Last year I wrote about the Whiskydudes inaugural release, an excellent Glentauchers bottled for the 10th anniversary of the Dutch Whisky Forum. After that promising start things quieted down. Sure, a Girvan was released as well, but the Whiskydudes retreated and re-worked their strategy. Now they’ve re-launched and are finally back. Or at least one of the whisky dudes is. With not one but three new releases: a Fettercairn 2008 12 Years, Miltonduff 2009 11 Years and Girvan 2006 14 Years.
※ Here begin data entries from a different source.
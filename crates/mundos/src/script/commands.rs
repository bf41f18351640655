//! Deferred world mutations queued by behaviours.
//!
//! Commands are plain data. The [`ScriptHost`](super::ScriptHost) applies
//! them after the parallel join, job by job in the order the jobs were
//! built, and within a job in the order they were pushed. That makes every
//! piece of shared state (the camera lock flag, the active camera, the
//! tree) single-writer.

use crate::ecs::{ArchetypeSpec, ComponentKind, ComponentValue, Entity};

#[derive(Debug, Clone, PartialEq)]
pub enum Command {
    /// Overwrite a component the entity already has.
    Set { entity: Entity, value: ComponentValue },
    /// Add or replace a component, migrating if needed.
    Add { entity: Entity, value: ComponentValue },
    Remove { entity: Entity, kind: ComponentKind },
    /// Flip the `locked` flag of the entity's camera.
    ToggleCameraLock(Entity),
    SetCameraLocked { entity: Entity, locked: bool },
    SetActiveCamera(Option<Entity>),
    Reparent { entity: Entity, parent: Entity },
    /// Destroy the entity and its subtree, running `on_destroy` first.
    Destroy(Entity),
    Create {
        spec: ArchetypeSpec,
        name: String,
        parent: Option<Entity>,
        values: Vec<ComponentValue>,
    },
}

/// An ordered command buffer.
#[derive(Debug, Clone, Default, PartialEq)]
pub struct Commands {
    queue: Vec<Command>,
}

impl Commands {
    pub fn new() -> Self {
        Self::default()
    }

    pub fn push(&mut self, command: Command) {
        self.queue.push(command);
    }

    pub fn set(&mut self, entity: Entity, value: impl Into<ComponentValue>) {
        self.push(Command::Set {
            entity,
            value: value.into(),
        });
    }

    pub fn add(&mut self, entity: Entity, value: impl Into<ComponentValue>) {
        self.push(Command::Add {
            entity,
            value: value.into(),
        });
    }

    pub fn remove(&mut self, entity: Entity, kind: ComponentKind) {
        self.push(Command::Remove { entity, kind });
    }

    pub fn toggle_camera_lock(&mut self, entity: Entity) {
        self.push(Command::ToggleCameraLock(entity));
    }

    pub fn set_camera_locked(&mut self, entity: Entity, locked: bool) {
        self.push(Command::SetCameraLocked { entity, locked });
    }

    pub fn set_active_camera(&mut self, camera: Option<Entity>) {
        self.push(Command::SetActiveCamera(camera));
    }

    pub fn reparent(&mut self, entity: Entity, parent: Entity) {
        self.push(Command::Reparent { entity, parent });
    }

    pub fn destroy(&mut self, entity: Entity) {
        self.push(Command::Destroy(entity));
    }

    pub fn create(&mut self, spec: ArchetypeSpec, name: &str, parent: Option<Entity>) {
        self.push(Command::Create {
            spec,
            name: name.to_string(),
            parent,
            values: Vec::new(),
        });
    }

    pub fn len(&self) -> usize {
        self.queue.len()
    }

    pub fn is_empty(&self) -> bool {
        self.queue.is_empty()
    }

    pub fn into_vec(self) -> Vec<Command> {
        self.queue
    }
}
So, originally there were three Whiskydudes. Now there’s just one but the name remains plural. Together they started out five years ago, joining forces to build a portfolio of casks. The philosophy of this small Dutch independent bottler hasn’t changed; they want to offer whisky lovers good value for money. As mentioned on their website, they’d “rather sell a cask and take a loss than build a questionable Indie reputation.”
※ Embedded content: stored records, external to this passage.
//! # Scene Persistence: Save and Load Worlds as JSON
//!
//! A scene is every non-root entity of a [`World`], written in pre-order so
//! that each parent precedes its children. Entities are keyed by their
//! [`EntityUuid`], which survives the round trip; handles do not.
//!
//! ## Quick Start
//!
//! ```ignore
//! use mundos::prelude::*;
//!
//! let data = save_scene(&world, &host)?;
//! save_scene_to_file(&world, &host, "level.json")?;
//!
//! // Replaces everything but the root.
//! let entities = load_scene(&mut world, &mut host, &data)?;
//! let entities = load_scene_from_file(&mut world, &mut host, "level.json")?;
//! ```

use std::collections::HashSet;
use std::path::Path;

use serde::{Deserialize, Serialize};
use uuid::Uuid;

use crate::camera::Camera;
use crate::components::{EntityUuid, Mesh, Position, Rotation, Scale, Script};
use crate::ecs::{ArchetypeSpec, ComponentSet, ComponentValue, Entity, World};
use crate::error::SceneError;
use crate::math::Vec3;
use crate::script::ScriptHost;

// ── Scene Data (JSON wire format) ────────────────────────────────────────

/// A serialized scene.
#[derive(Debug, Clone, Default, PartialEq, Serialize, Deserialize)]
pub struct SceneData {
    pub entities: Vec<SceneEntity>,
    #[serde(default, skip_serializing_if = "Option::is_none")]
    pub active_camera: Option<Uuid>,
}

/// One entity. Absent fields mean the entity lacks that component.
#[derive(Debug, Clone, PartialEq, Serialize, Deserialize)]
pub struct SceneEntity {
    pub name: String,
    pub uuid: Uuid,
    /// `None` for children of the root.
    #[serde(default, skip_serializing_if = "Option::is_none")]
    pub parent: Option<Uuid>,
    #[serde(default, skip_serializing_if = "Option::is_none")]
    pub position: Option<Vec3>,
    /// Euler angles in radians.
    #[serde(default, skip_serializing_if = "Option::is_none")]
    pub rotation: Option<Vec3>,
    #[serde(default, skip_serializing_if = "Option::is_none")]
    pub scale: Option<Vec3>,
    #[serde(default, skip_serializing_if = "Option::is_none")]
    pub mesh: Option<Mesh>,
    #[serde(default, skip_serializing_if = "Option::is_none")]
    pub camera: Option<Camera>,
    #[serde(default, skip_serializing_if = "Option::is_none")]
    pub script: Option<SceneScript>,
}

/// A script slot. `key` names the behaviour in the host's registry.
#[derive(Debug, Clone, PartialEq, Eq, Serialize, Deserialize)]
pub struct SceneScript {
    #[serde(default, skip_serializing_if = "Option::is_none")]
    pub key: Option<String>,
    #[serde(default = "enabled_default")]
    pub enabled: bool,
}

fn enabled_default() -> bool {
    true
}

// ── Save / Load functions ────────────────────────────────────────────────

/// Capture every entity except the root.
pub fn save_scene(world: &World, host: &ScriptHost) -> Result<SceneData, SceneError> {
    let root = world.root();
    let mut entities = Vec::new();

    for entity in world.hierarchy().pre_order()? {
        if entity == root {
            continue;
        }
        let parent = world.parent(entity)?;
        let parent = if parent == root {
            None
        } else {
            Some(world.uuid_of(parent)?)
        };

        let script = world.try_get::<Script>(entity).map(|s| SceneScript {
            key: host.script_name_of(world, entity).map(str::to_string),
            enabled: s.enabled,
        });

        entities.push(SceneEntity {
            name: world.name_of(entity)?.to_string(),
            uuid: world.uuid_of(entity)?,
            parent,
            position: world.try_get::<Position>(entity).map(|p| p.value),
            rotation: world.try_get::<Rotation>(entity).map(|r| r.euler),
            scale: world.try_get::<Scale>(entity).map(|s| s.value),
            mesh: world.try_get::<Mesh>(entity),
            camera: world.try_get::<Camera>(entity),
            script,
        });
    }

    let active_camera = match world.active_camera() {
        Some((camera, _)) => Some(world.uuid_of(camera)?),
        None => None,
    };

    log::debug!("saved scene with {} entities", entities.len());
    Ok(SceneData {
        entities,
        active_camera,
    })
}

/// Replace the world's contents with `data`.
///
/// Behaviours of the previous contents get `on_destroy`; behaviours named in
/// the scene are created again and get `on_create`. A script key the host
/// does not know is logged and leaves a disabled, empty [`Script`].
///
/// Returns the new entities in file order.
/// A scene that fails validation leaves the world untouched.
pub fn load_scene(world: &mut World, host: &mut ScriptHost, data: &SceneData) -> Result<Vec<Entity>, SceneError> {
    validate_scene(data)?;
    world.clear()?;
    host.reap(world);

    let mut created = Vec::with_capacity(data.entities.len());
    let mut attach = Vec::new();

    for record in &data.entities {
        let parent = match record.parent {
            Some(uuid) => Some(world.entity_by_uuid(uuid).ok_or_else(|| SceneError::UnknownParent {
                name: record.name.clone(),
                parent: uuid,
            })?),
            None => None,
        };

        let mut values: Vec<ComponentValue> = vec![EntityUuid(record.uuid).into()];
        if let Some(v) = record.position {
            values.push(Position::from(v).into());
        }
        if let Some(v) = record.rotation {
            values.push(Rotation::from(v).into());
        }
        if let Some(v) = record.scale {
            values.push(Scale::from(v).into());
        }
        if let Some(mesh) = record.mesh {
            values.push(mesh.into());
        }
        if let Some(camera) = record.camera {
            values.push(camera.into());
        }
        if let Some(script) = &record.script {
            let known = script.key.as_deref().filter(|key| {
                let known = host.registry().contains(key);
                if !known {
                    log::warn!("entity \"{}\": unknown behavior \"{key}\", script disabled", record.name);
                }
                known
            });
            values.push(
                Script {
                    behavior: None,
                    enabled: script.enabled && (known.is_some() || script.key.is_none()),
                }
                .into(),
            );
            if let Some(key) = known {
                attach.push((created.len(), key));
            }
        }

        let spec = ArchetypeSpec::Custom(ComponentSet::default());
        created.push(world.create_with(spec, &record.name, parent, &values)?);
    }

    for (index, key) in attach {
        host.attach(world, created[index], key)?;
    }

    if let Some(uuid) = data.active_camera {
        match world.entity_by_uuid(uuid) {
            Some(camera) => world.set_active_camera(Some(camera))?,
            None => log::warn!("active camera {uuid} is not part of the scene"),
        }
    }

    log::info!("loaded scene with {} entities", created.len());
    Ok(created)
}

/// Check that UUIDs are unique and every parent precedes its children.
pub fn validate_scene(data: &SceneData) -> Result<(), SceneError> {
    let mut seen = HashSet::with_capacity(data.entities.len());
    for record in &data.entities {
        if let Some(parent) = record.parent {
            if !seen.contains(&parent) {
                return Err(SceneError::UnknownParent {
                    name: record.name.clone(),
                    parent,
                });
            }
        }
        if !seen.insert(record.uuid) {
            return Err(SceneError::DuplicateUuid(record.uuid));
        }
    }
    Ok(())
}

/// Save the scene as pretty-printed JSON.
pub fn save_scene_to_file(world: &World, host: &ScriptHost, path: impl AsRef<Path>) -> Result<(), SceneError> {
    let path = path.as_ref();
    let data = save_scene(world, host)?;
    let json = serde_json::to_string_pretty(&data)?;
    std::fs::write(path, json).map_err(|source| SceneError::Io {
        path: path.to_path_buf(),
        source,
    })?;
    log::info!("saved scene to {}", path.display());
    Ok(())
}

pub fn load_scene_from_file(
    world: &mut World,
    host: &mut ScriptHost,
    path: impl AsRef<Path>,
) -> Result<Vec<Entity>, SceneError> {
    let path = path.as_ref();
    let json = std::fs::read_to_string(path).map_err(|source| SceneError::Io {
        path: path.to_path_buf(),
        source,
    })?;
    let data: SceneData = serde_json::from_str(&json)?;
    load_scene(world, host, &data)
}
But what happened to the other two members? I’ll let Edwin, the sole remaining dude, explain. “Well, it’s mostly a change of focus for the two guys stepping back, so no hard feelings there, Soren and Peter are still helping out when it comes to tasting and judging samples. Going solo shortens the lines [of communication during] the cask seeking process significantly by the way. Chances of missing out on great and great priced casks drop when [it] is a one man job.”
The oldest cask in the Whiskydudes portfolio is from 1986 and the most recent ones are still in their very infancy. Their selection ranges from unpeated and peated to single malts, blended malts and single grains. They’re not afraid to invest in good casks—which shows in the whiskies I’m reviewing today—and work with suppliers like Speyside Cooperage and Luso Barrel Cooperage.
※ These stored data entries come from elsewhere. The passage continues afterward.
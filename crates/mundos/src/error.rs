//! Error types for the world, the hierarchy, and scene persistence.
//!
//! Every fallible operation on a [`World`](crate::ecs::World) returns a
//! [`WorldError`]. These are almost always programmer errors (a stale handle,
//! a component that was never added), so nothing in the core retries them. They
//! bubble up to the frame loop, which decides whether to drop the frame or shut
//! down.

use std::path::PathBuf;

use uuid::Uuid;

use crate::ecs::Entity;
use crate::ecs::component::ComponentKind;

/// Failures raised by the entity registry, hierarchy and transform resolver.
#[derive(thiserror::Error, Debug, Clone, PartialEq, Eq)]
pub enum WorldError {
    /// The handle was destroyed, or its slot has been recycled.
    #[error("entity {0} is not alive")]
    DeadEntity(Entity),

    /// The entity's archetype does not contain the requested component.
    #[error("entity {entity} has no `{kind:?}` component")]
    MissingComponent { entity: Entity, kind: ComponentKind },

    /// The entity is alive in the store but has no hierarchy entry.
    #[error("entity {0} has no hierarchy node")]
    NoHierarchyNode(Entity),

    /// A parent chain loops back on itself, or a reparent would create a loop.
    #[error("hierarchy cycle detected at entity {0}")]
    HierarchyCycle(Entity),

    /// A parent chain ends somewhere other than the root.
    #[error("entity {entity} points at parent {parent}, which is not in the hierarchy")]
    Orphan { entity: Entity, parent: Entity },

    /// The root entity can't be destroyed or reparented.
    #[error("the root entity cannot be destroyed or reparented")]
    RootProtected,

    /// The component is part of the entity's identity and can't be removed.
    #[error("`{0:?}` cannot be removed from an entity")]
    Protected(ComponentKind),

    /// Another live entity already carries this UUID.
    #[error("uuid {0} is already in use")]
    DuplicateUuid(Uuid),

    /// The 32-bit entity index space is used up.
    #[error("entity storage exhausted")]
    Exhausted,

    /// The entity has no camera component.
    #[error("entity {0} is not a camera")]
    NotACamera(Entity),

    /// No behaviour factory is registered under this key.
    #[error("no behavior registered as \"{0}\"")]
    UnknownBehavior(String),

    /// A script component points at a behaviour slot that no longer exists.
    #[error("entity {0} references a behavior that was already released")]
    StaleBehavior(Entity),
}

/// Failures raised while saving or loading a scene.
#[derive(thiserror::Error, Debug)]
pub enum SceneError {
    /// Reading or writing the scene file failed.
    #[error("scene I/O error on {path}: {source}")]
    Io {
        path: PathBuf,
        #[source]
        source: std::io::Error,
    },

    /// The scene JSON is malformed.
    #[error("scene JSON error: {0}")]
    Json(#[from] serde_json::Error),

    /// A record references a parent that appears nowhere earlier in the file.
    #[error("entity \"{name}\" references unknown parent {parent}")]
    UnknownParent { name: String, parent: Uuid },

    /// Two records share the same UUID.
    #[error("duplicate entity uuid {0}")]
    DuplicateUuid(Uuid),

    /// Recreating an entity failed.
    #[error(transparent)]
    World(#[from] WorldError),
}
All three of the Whiskydudes latest releases have been re-racked at some point. The Fettercairn spent almost 3 years in a fresh Kentucky bourbon barrel, while the Miltonduff matured the final 4 years in a fresh Oloroso hogshead. Finally, the Girvan spent it’s final 5 years in a fresh Oloroso octave—which shouldn’t work, right?
Fettercairn 2008 12 Years (57.2%, Whiskydudes, C#4608)
Nose: Bold notes of creamy vanilla custard with a whiff of lemon zest and tangerine, as well as a few light floral touches. Some whispers of burlap, porridge and honey too. Finally, there’s a murmur of fermented wash and maybe even some menthol. Taste: Creamy with a spicy arrival. The vanilla makes an encore here, accompanied by white pepper, caramel, merengue and just enough pickled lemon and sprinkles of lemon zest to keep things interesting an fairly balanced. Finish: Lingering spices and a whisper of tobacco.
Maybe not a unique flavour profile but it does strike the right chord. Proper first-fill bourbon maturation with the accompanying mouthfeel.
Miltonduff 2009 11 Years (57.8%, Whiskydudes, C#701506)
Nose: Richly sherried without it becoming too dry, there are notes of pralines, cocoa powder, pinewood and mint with a touch of cherry tobacco. Plenty of fudge, as well as just a tinge of figs, mocha and orange peel. Taste: Oily and sticky with preserved oranges and subtle wood spices like nutmeg and cracked black peppercorns. A whisper of Madeira and milk chocolate too. Water makes it even creamier and brings out apricot marmalade and an assortment of candied fruits. Finish: A touch of resin and aniseed with some orange peels. Long.
It’s the cask that does much of the talking here, but I don’t mind listening. While finished in a fresh Oloroso hogshead for four years, it’s far from as offensively sherried like some of those dark as coke young-ish single malts that have been finished for a much shorter period.
Girvan 2006 14 Years (56.7%, Whiskydudes, C#549521)
Nose: Just a touch of glue, which seems to be almost obligatory with any grain whisky. But there’s more. Reminiscent of bourbon in a way, with notes of triple sec, fudge, vanilla and charred oak. Very light notes of potpourri as well, but mainly coconut cream. Finally just a hint of coffee and burnt toast. Taste: Tingling spices with blackberries and caramel, as well as honey and triple sec again. A whisper of cough syrup too. Water brings out some beeswax and toffee with a touch of Maraschino cherry. Finish: Menthol, cherries and some milk chocolate. Long.
It’s as much the oak that left its mark than the previous content of the cask, as five years in an octave is generally too long. But somehow it works really well.
The Fettercairn, Miltonduff and Girvan cover a fairly broad spectrum of Scotch whisky, so you’ll likely at least enjoy one of the three. Promising re-entry by the Whiskydudes that shows an understanding of cask influence and whether or not a spirit might need some “enhancing” for a few more years.